Entries supplied section start

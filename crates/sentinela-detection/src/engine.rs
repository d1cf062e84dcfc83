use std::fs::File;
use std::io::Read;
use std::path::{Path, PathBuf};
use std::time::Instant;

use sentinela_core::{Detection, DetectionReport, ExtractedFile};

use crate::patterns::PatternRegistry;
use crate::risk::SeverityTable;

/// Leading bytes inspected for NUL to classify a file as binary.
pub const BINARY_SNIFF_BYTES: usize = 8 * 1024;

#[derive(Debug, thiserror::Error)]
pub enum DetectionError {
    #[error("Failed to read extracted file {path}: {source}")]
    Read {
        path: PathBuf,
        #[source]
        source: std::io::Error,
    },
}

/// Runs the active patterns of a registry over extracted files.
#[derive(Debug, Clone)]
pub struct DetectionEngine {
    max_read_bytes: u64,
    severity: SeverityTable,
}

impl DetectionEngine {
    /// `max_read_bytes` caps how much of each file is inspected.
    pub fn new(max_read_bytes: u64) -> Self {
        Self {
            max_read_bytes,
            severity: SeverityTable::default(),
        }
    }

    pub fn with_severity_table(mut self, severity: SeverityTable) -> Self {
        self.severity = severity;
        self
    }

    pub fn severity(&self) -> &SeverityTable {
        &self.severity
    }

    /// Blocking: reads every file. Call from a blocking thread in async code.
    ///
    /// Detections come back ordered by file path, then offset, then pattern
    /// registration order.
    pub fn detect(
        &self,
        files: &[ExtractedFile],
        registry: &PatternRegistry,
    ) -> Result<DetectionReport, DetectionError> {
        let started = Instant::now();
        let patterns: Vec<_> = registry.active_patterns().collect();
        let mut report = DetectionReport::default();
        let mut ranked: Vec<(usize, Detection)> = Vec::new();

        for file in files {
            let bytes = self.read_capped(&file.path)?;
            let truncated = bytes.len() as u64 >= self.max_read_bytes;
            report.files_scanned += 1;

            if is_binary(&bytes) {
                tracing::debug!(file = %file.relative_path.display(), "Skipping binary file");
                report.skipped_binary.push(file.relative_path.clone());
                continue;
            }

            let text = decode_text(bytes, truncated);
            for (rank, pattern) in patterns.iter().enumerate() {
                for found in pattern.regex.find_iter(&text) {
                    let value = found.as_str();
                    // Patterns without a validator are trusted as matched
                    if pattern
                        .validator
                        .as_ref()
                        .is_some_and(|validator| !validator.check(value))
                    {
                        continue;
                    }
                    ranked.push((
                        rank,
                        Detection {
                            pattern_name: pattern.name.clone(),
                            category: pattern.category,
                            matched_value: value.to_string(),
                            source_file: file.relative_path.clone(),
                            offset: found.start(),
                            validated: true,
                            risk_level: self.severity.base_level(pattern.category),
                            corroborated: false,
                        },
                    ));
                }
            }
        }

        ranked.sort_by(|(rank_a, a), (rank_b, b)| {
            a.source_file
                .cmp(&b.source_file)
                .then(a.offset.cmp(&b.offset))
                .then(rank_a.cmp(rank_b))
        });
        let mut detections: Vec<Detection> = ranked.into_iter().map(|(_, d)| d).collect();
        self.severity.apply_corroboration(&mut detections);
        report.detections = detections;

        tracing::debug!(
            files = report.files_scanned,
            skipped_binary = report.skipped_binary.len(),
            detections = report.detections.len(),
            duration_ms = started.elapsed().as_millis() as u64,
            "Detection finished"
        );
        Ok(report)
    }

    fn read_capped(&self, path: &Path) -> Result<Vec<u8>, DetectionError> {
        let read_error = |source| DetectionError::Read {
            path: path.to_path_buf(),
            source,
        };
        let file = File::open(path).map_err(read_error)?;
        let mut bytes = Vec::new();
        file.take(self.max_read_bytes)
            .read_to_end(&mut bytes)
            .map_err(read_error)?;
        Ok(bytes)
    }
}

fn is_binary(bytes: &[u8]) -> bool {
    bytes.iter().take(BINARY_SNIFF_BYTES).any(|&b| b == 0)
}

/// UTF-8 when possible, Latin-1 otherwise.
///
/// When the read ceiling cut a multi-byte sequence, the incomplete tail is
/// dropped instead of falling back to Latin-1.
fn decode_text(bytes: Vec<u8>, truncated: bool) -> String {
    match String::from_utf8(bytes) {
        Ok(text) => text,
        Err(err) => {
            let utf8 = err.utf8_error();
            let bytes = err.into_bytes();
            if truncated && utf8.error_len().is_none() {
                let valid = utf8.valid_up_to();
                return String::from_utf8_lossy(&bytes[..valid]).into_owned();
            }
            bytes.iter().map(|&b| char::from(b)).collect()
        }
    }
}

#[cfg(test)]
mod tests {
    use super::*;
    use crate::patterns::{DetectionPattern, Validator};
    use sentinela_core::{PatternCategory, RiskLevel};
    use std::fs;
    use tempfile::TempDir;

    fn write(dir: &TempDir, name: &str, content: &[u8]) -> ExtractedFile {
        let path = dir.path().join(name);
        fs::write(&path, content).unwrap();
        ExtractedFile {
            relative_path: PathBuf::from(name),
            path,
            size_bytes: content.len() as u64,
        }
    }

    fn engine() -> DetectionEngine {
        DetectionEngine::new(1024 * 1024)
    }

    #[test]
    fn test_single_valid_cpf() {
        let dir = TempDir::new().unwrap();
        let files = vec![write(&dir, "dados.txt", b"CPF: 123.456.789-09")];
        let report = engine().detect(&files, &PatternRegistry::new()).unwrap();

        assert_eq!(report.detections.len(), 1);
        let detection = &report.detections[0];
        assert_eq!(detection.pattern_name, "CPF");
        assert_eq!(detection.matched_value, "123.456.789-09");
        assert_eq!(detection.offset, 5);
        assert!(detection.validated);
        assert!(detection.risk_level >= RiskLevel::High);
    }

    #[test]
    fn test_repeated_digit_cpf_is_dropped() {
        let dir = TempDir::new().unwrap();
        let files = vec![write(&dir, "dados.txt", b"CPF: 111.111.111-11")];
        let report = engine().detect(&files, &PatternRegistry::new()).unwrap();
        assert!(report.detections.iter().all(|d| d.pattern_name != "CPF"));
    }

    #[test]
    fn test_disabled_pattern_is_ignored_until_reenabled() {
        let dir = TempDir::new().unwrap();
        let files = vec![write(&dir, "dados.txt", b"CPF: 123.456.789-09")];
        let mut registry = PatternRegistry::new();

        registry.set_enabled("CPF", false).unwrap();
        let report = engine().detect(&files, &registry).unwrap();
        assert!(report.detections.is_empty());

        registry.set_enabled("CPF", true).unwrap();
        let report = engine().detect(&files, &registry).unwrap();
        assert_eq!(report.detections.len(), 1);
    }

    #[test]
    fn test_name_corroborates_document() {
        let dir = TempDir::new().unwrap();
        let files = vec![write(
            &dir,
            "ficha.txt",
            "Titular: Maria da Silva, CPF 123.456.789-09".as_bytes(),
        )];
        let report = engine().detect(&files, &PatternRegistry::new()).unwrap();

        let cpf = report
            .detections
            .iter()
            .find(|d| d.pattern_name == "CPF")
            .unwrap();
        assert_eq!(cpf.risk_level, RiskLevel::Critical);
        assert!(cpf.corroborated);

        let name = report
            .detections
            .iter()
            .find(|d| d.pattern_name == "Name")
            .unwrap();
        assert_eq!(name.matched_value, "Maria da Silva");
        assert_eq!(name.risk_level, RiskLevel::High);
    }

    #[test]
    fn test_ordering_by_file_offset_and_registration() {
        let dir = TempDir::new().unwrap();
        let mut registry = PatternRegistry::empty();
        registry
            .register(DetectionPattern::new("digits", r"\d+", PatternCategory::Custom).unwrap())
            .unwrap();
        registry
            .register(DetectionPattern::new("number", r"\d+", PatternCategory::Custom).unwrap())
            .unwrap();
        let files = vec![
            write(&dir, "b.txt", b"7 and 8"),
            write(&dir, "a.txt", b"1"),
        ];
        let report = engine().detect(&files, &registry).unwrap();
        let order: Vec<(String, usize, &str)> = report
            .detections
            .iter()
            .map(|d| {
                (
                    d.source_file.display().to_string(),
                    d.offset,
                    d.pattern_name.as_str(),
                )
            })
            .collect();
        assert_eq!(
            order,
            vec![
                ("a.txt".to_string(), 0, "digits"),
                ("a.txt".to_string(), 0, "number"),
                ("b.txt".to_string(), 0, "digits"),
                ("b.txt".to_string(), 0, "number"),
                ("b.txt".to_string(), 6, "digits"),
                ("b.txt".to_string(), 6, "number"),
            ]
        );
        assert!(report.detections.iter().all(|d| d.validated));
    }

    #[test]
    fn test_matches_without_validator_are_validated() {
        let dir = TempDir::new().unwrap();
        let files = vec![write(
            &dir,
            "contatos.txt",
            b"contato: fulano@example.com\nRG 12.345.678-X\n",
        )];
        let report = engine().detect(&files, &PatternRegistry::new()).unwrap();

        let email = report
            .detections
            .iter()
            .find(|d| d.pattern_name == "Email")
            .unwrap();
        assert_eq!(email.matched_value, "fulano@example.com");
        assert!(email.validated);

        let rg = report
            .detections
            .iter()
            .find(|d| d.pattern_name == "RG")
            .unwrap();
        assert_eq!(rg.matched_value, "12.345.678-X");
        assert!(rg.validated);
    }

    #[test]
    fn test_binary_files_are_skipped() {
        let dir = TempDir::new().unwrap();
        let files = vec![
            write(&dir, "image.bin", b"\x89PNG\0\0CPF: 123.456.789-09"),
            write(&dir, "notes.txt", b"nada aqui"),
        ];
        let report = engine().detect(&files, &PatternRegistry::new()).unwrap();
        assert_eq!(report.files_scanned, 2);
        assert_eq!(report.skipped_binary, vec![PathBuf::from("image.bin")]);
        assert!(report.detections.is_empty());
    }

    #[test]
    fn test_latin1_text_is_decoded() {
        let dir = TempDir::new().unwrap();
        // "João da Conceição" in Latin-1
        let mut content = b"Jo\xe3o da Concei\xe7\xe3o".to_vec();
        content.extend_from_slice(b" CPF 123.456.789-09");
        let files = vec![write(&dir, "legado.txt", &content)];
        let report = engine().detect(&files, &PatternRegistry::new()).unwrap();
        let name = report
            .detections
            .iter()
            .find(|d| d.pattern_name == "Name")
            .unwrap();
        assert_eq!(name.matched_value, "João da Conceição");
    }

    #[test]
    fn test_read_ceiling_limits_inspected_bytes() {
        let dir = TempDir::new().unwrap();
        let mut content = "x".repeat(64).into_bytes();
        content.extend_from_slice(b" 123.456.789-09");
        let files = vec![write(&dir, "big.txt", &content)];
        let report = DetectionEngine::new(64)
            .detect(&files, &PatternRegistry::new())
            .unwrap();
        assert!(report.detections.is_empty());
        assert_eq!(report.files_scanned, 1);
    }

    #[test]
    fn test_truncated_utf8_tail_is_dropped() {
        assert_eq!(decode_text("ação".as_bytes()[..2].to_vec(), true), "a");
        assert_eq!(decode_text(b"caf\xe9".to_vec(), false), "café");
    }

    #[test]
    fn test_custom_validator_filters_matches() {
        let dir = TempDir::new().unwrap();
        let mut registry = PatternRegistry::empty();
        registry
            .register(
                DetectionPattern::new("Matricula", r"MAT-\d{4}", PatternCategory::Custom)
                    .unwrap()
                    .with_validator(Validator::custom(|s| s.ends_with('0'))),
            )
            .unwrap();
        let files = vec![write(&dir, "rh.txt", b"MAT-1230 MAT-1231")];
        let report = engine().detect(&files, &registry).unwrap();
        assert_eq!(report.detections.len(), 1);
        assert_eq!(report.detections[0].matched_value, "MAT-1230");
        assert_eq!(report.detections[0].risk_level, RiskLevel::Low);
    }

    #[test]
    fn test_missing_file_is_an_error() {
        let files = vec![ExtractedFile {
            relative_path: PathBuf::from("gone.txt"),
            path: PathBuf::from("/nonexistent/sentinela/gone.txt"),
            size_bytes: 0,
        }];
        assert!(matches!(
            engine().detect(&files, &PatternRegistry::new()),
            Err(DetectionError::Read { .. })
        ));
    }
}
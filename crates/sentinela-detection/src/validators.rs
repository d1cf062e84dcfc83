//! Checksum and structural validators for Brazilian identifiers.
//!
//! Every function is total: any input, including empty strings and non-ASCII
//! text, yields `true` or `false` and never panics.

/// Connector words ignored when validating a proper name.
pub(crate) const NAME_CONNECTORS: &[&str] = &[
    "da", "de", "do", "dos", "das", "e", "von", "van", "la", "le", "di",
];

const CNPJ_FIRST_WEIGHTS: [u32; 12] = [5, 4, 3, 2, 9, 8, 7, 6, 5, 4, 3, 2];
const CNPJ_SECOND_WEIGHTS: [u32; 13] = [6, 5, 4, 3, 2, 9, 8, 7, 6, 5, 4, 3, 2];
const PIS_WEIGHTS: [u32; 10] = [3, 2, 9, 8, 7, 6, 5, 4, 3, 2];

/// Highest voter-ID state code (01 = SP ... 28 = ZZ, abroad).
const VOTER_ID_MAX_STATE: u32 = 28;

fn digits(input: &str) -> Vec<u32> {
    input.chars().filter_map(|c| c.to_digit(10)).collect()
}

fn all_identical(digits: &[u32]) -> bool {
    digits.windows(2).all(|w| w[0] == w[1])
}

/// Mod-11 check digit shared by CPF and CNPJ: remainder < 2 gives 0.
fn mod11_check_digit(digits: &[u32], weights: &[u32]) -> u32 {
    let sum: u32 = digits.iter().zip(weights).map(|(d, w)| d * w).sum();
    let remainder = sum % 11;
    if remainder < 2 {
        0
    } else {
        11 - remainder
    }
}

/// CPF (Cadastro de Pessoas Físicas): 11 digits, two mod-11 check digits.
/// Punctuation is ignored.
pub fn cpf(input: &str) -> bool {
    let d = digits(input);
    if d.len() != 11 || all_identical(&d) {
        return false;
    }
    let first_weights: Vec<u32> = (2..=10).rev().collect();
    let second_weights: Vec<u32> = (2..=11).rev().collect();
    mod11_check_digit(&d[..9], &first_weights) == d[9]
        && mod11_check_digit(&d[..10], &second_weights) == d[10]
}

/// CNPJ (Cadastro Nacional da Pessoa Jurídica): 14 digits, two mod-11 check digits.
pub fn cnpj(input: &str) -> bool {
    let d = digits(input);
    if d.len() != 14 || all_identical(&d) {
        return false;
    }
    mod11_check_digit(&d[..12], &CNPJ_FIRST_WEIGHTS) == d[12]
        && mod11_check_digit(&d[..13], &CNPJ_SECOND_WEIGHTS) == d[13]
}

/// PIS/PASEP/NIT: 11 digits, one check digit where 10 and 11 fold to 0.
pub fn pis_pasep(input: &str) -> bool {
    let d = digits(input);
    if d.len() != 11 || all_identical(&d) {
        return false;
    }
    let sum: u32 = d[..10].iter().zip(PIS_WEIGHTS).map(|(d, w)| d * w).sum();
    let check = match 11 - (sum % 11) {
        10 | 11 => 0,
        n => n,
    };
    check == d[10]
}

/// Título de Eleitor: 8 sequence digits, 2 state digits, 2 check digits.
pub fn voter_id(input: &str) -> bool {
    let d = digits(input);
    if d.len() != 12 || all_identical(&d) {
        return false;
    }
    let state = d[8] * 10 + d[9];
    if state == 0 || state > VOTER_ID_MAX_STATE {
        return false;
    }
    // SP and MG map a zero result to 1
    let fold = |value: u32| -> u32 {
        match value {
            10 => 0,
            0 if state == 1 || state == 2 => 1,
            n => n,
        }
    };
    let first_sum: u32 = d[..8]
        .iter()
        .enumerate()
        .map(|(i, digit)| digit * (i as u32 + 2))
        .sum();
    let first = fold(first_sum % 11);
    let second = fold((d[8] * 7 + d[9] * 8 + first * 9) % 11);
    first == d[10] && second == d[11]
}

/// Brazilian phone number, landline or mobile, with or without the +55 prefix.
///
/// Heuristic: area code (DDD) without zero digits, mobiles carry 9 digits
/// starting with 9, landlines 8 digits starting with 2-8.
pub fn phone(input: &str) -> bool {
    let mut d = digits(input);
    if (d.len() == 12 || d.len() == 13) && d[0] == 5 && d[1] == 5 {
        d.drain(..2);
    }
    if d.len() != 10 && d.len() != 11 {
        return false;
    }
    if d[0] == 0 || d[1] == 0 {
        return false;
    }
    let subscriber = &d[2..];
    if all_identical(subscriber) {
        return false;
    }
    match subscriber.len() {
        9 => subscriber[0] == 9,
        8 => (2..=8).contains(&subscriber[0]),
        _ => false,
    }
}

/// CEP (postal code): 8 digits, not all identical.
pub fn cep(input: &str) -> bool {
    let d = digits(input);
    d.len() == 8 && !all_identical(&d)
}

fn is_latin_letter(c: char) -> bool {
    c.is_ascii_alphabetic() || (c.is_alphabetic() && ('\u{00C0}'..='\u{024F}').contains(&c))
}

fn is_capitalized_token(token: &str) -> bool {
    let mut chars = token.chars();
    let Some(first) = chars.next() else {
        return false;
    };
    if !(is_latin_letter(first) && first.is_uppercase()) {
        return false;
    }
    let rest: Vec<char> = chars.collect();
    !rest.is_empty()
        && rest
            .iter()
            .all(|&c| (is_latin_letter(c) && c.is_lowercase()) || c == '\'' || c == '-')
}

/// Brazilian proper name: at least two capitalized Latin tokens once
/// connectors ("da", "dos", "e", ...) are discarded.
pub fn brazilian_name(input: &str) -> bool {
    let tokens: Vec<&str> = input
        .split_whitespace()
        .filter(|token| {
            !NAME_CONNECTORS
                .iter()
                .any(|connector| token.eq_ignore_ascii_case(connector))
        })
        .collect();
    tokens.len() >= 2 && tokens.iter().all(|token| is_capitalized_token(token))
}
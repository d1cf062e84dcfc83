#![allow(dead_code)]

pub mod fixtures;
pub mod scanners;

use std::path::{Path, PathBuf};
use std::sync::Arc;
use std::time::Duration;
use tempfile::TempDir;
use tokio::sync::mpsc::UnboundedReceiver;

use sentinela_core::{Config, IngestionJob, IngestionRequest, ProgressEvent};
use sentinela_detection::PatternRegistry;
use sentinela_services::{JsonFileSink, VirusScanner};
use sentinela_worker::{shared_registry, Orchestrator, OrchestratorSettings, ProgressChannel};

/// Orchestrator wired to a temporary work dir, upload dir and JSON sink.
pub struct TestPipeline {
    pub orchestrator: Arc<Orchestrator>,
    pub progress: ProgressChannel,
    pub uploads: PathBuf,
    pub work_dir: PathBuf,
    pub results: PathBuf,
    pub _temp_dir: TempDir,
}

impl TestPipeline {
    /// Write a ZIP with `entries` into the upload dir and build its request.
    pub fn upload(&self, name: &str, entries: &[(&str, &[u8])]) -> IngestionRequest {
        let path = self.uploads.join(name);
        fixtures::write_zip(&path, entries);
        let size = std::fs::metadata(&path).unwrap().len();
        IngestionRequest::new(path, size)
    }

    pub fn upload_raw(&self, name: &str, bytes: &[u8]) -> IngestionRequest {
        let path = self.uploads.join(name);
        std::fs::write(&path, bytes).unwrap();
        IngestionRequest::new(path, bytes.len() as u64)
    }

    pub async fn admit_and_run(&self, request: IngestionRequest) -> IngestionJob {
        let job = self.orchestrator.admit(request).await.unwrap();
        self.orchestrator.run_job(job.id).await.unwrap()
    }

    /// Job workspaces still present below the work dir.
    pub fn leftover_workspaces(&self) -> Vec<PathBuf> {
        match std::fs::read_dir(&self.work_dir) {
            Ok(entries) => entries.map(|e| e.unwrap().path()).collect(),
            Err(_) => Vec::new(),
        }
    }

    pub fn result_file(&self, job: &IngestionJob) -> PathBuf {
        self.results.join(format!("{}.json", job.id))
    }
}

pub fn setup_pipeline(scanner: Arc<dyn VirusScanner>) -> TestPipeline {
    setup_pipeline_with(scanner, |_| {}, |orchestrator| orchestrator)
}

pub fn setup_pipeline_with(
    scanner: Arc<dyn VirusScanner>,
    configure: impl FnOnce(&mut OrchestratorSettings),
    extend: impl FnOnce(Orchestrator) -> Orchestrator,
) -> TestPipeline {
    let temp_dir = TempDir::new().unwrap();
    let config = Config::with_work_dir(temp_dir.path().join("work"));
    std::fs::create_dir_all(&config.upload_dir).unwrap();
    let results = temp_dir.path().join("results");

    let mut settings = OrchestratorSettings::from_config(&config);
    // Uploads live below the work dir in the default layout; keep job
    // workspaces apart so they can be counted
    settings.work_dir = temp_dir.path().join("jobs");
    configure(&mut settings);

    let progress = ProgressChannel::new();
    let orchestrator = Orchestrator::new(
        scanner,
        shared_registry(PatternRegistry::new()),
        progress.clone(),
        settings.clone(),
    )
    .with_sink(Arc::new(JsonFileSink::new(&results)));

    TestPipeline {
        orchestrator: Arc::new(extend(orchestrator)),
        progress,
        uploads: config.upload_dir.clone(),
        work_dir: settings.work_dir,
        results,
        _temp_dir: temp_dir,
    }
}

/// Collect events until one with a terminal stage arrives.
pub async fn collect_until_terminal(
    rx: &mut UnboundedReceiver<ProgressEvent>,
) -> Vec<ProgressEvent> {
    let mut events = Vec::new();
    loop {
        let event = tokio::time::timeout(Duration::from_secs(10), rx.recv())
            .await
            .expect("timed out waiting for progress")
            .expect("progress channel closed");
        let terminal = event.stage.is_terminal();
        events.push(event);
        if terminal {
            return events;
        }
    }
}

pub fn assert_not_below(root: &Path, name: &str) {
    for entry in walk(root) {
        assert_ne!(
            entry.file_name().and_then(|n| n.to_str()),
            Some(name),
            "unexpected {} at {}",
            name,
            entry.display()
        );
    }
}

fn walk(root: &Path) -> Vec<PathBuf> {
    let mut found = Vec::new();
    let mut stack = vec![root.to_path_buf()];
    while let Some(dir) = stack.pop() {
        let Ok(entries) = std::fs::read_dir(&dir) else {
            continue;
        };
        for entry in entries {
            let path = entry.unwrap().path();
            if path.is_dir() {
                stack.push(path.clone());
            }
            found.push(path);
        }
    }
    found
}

Entries supplied section end

### Brief:
Pick out all lines from the data above in which the word "push" appears.

### Expected answer:
                report.skipped_binary.push(file.relative_path.clone());
                    ranked.push((
        events.push(event);
                stack.push(path.clone());
            found.push(path);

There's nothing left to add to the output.